Johnson & Johnson failed to capitalize on the pulsed field ablation wave in the first quarter of 2025, despite recently launching its Varipulse device in the U.S.
The healthcare giant on Tuesday reported strong growth for its cardiovascular portfolio — largely due to its recent M&A spree in the space — but electrophysiology sales fell year over year by nearly 2%. Electrophysiology was the only cardiovascular group to decline in the quarter, as sales for the segment overall grew by more than 16% to $2.1 billion.
The decline, which J&J attributed to competition, contrasts with rivals’ early reports: Medtronic touted strong adoption of its PFA device early in its launch, and Boston Scientific’s electrophysiology sales skyrocketed by 138% last year to nearly $2 billion, posting triple-digit growth as early as the second quarter.
PFA systems use non-thermal energy to affect heart tissue that causes atrial fibrillation, or an irregular heartbeat. Devices have only been on the market for a short time, but they are already eating up cryoablation and radiofrequency ablation procedures.
Truist Securities analysts, in a Tuesday note, wrote that J&J missed Wall Street’s sales estimates for electrophysiology by about $50 million, with a miss of about $9 million in the U.S. They added that J&J’s struggles are likely to benefit Boston Scientific and Medtronic given their “sustained head starts in PFA.”

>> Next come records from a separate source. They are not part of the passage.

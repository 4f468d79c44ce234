//! Cycle scheduling.
//!
//! A cycle runs the pipeline of every configured position, one after the
//! other. In `work` mode cycles repeat forever; the next one starts an
//! interval after the previous one finished, so two cycles never overlap.

use crate::config::AutomatorConfig;
use crate::context::AutomatorContext;
use crate::lifecycle::{CycleReport, TaskKind, cycle_tasks, run_pipeline};
use crate::manager::PositionManager;
use crate::report;
use std::future::Future;
use std::sync::Arc;
use tokio::time::{MissedTickBehavior, interval};
use tracing::info;

/// Drives the configured positions.
pub struct Automator {
    ctx: Arc<AutomatorContext>,
    config: AutomatorConfig,
}

impl Automator {
    pub fn new(ctx: Arc<AutomatorContext>, config: AutomatorConfig) -> Self {
        Self { ctx, config }
    }

    pub fn config(&self) -> &AutomatorConfig {
        &self.config
    }

    /// Steps run for every position in a cycle.
    pub fn tasks(&self) -> Vec<TaskKind> {
        cycle_tasks(self.config.reopen_after_close)
    }

    async fn run(&self, tasks: &[TaskKind]) -> CycleReport {
        let mut report = CycleReport::default();
        for (protocol, position) in self.config.positions() {
            let mut manager = PositionManager::new(self.ctx.clone(), protocol, position.clone());
            report.pipelines.push(run_pipeline(&mut manager, tasks).await);
        }
        report
    }

    /// One pass over every position.
    pub async fn run_cycle(&self) -> CycleReport {
        self.run(&self.tasks()).await
    }

    /// State of every position without running any task.
    pub async fn inspect(&self) -> CycleReport {
        self.run(&[]).await
    }

    /// Runs cycles until `shutdown` resolves. A running cycle is always
    /// finished before stopping.
    pub async fn work<F>(&self, shutdown: F)
    where
        F: Future<Output = ()>,
    {
        let mut ticker = interval(self.config.interval());
        ticker.set_missed_tick_behavior(MissedTickBehavior::Delay);
        tokio::pin!(shutdown);

        info!(
            positions = self.config.positions().count(),
            interval_secs = self.config.interval_secs,
            "Starting automator"
        );

        loop {
            tokio::select! {
                () = &mut shutdown => break,
                _ = ticker.tick() => {}
            }

            let report = self.run_cycle().await;
            report::log_cycle(&report);
            ticker.reset();
        }

        info!("Automator stopped");
    }
}
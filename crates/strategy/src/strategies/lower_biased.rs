//! Range closed just below the current price, funded with token B.

use super::{RangeStrategy, bounded_range, offset};
use crate::error::StrategyError;
use clmm_autopilot_domain::entities::PoolSnapshot;
use clmm_autopilot_domain::enums::TokenSide;
use clmm_autopilot_domain::math::tick_math::{SnapDirection, snap_to_initializable};
use clmm_autopilot_domain::value_objects::TickRange;

/// Single-sided token B range whose upper bound is the initializable tick at
/// or below the current tick.
#[derive(Debug, Clone, Copy, PartialEq, Eq)]
pub struct LowerBiased {
    /// Range width in tick spacings.
    pub spacings: u32,
}

impl LowerBiased {
    pub const NAME: &'static str = "lower-biased";
    pub const DEFAULT_SPACINGS: u32 = 25;

    #[must_use]
    pub fn new(spacings: u32) -> Self {
        Self {
            spacings: spacings.max(1),
        }
    }
}

impl Default for LowerBiased {
    fn default() -> Self {
        Self::new(Self::DEFAULT_SPACINGS)
    }
}

impl RangeStrategy for LowerBiased {
    fn name(&self) -> &'static str {
        Self::NAME
    }

    fn input_side(&self) -> TokenSide {
        TokenSide::B
    }

    fn select_range(&self, pool: &PoolSnapshot) -> Result<TickRange, StrategyError> {
        let spacing = pool.tick_spacing;
        let upper = snap_to_initializable(pool.tick_current_index, spacing, SnapDirection::Floor)?;
        let lower = offset(0, self.spacings, spacing)
            .and_then(|width| upper.checked_sub(width))
            .map(|lower| snap_to_initializable(lower, spacing, SnapDirection::Floor))
            .transpose()?;
        bounded_range(lower, Some(upper), spacing)
    }
}
pub mod percentage;
pub mod tick_range;

pub use percentage::Percentage;
pub use tick_range::TickRange;
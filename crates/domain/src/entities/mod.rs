pub mod pool;
pub mod position;
pub mod token;

// Re-export for easier access
pub use pool::{DEFAULT_ADDRESS, NUM_REWARDS, PoolSnapshot, RewardInfo};
pub use position::PositionSnapshot;
pub use token::{PairBalances, Token, TokenBalance};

J&J received FDA approval for its Varipulse PFA device in November, trailing Boston Scientific and Medtronic to the market by almost one year. The company paused U.S. cases of Varipulse in January for roughly five weeks and worked with the FDA due to safety concerns. At the time of the pause, Wall Street analysts cautioned that it could discourage physicians from using the device, because rival systems had not been connected to patient safety issues.
In February, RBC Capital Markets analysts said that physicians’ enthusiasm for Varipulse may have been affected by the company’s decision to stop U.S. cases, writing that J&J would have “to take meaningful steps to educate healthcare professionals.” They wrote that the company should still “be able to drive Varipulse adoption.”
J.P. Morgan analysts, in a note after Tuesday’s earnings call, echoed the concerns RBC discussed a few months ago.
“While [U.S.] Varipulse cases resumed in the quarter, we continue to expect the [O.U.S. and U.S.] challenges that Varipulse has had to potentially have a lasting negative impact on physician perception of the safety of the catheter,” the analysts wrote, “especially in light of the several safe alternatives now on the market.”
Despite the early success of Medtronic and Boston Scientific, the J.P. Morgan analysts wrote that J&J’s electrophysiology weakness in the quarter was expected.
Overall, medtech brought in sales of $8.02 billion, representing a 2.5% increase year over year.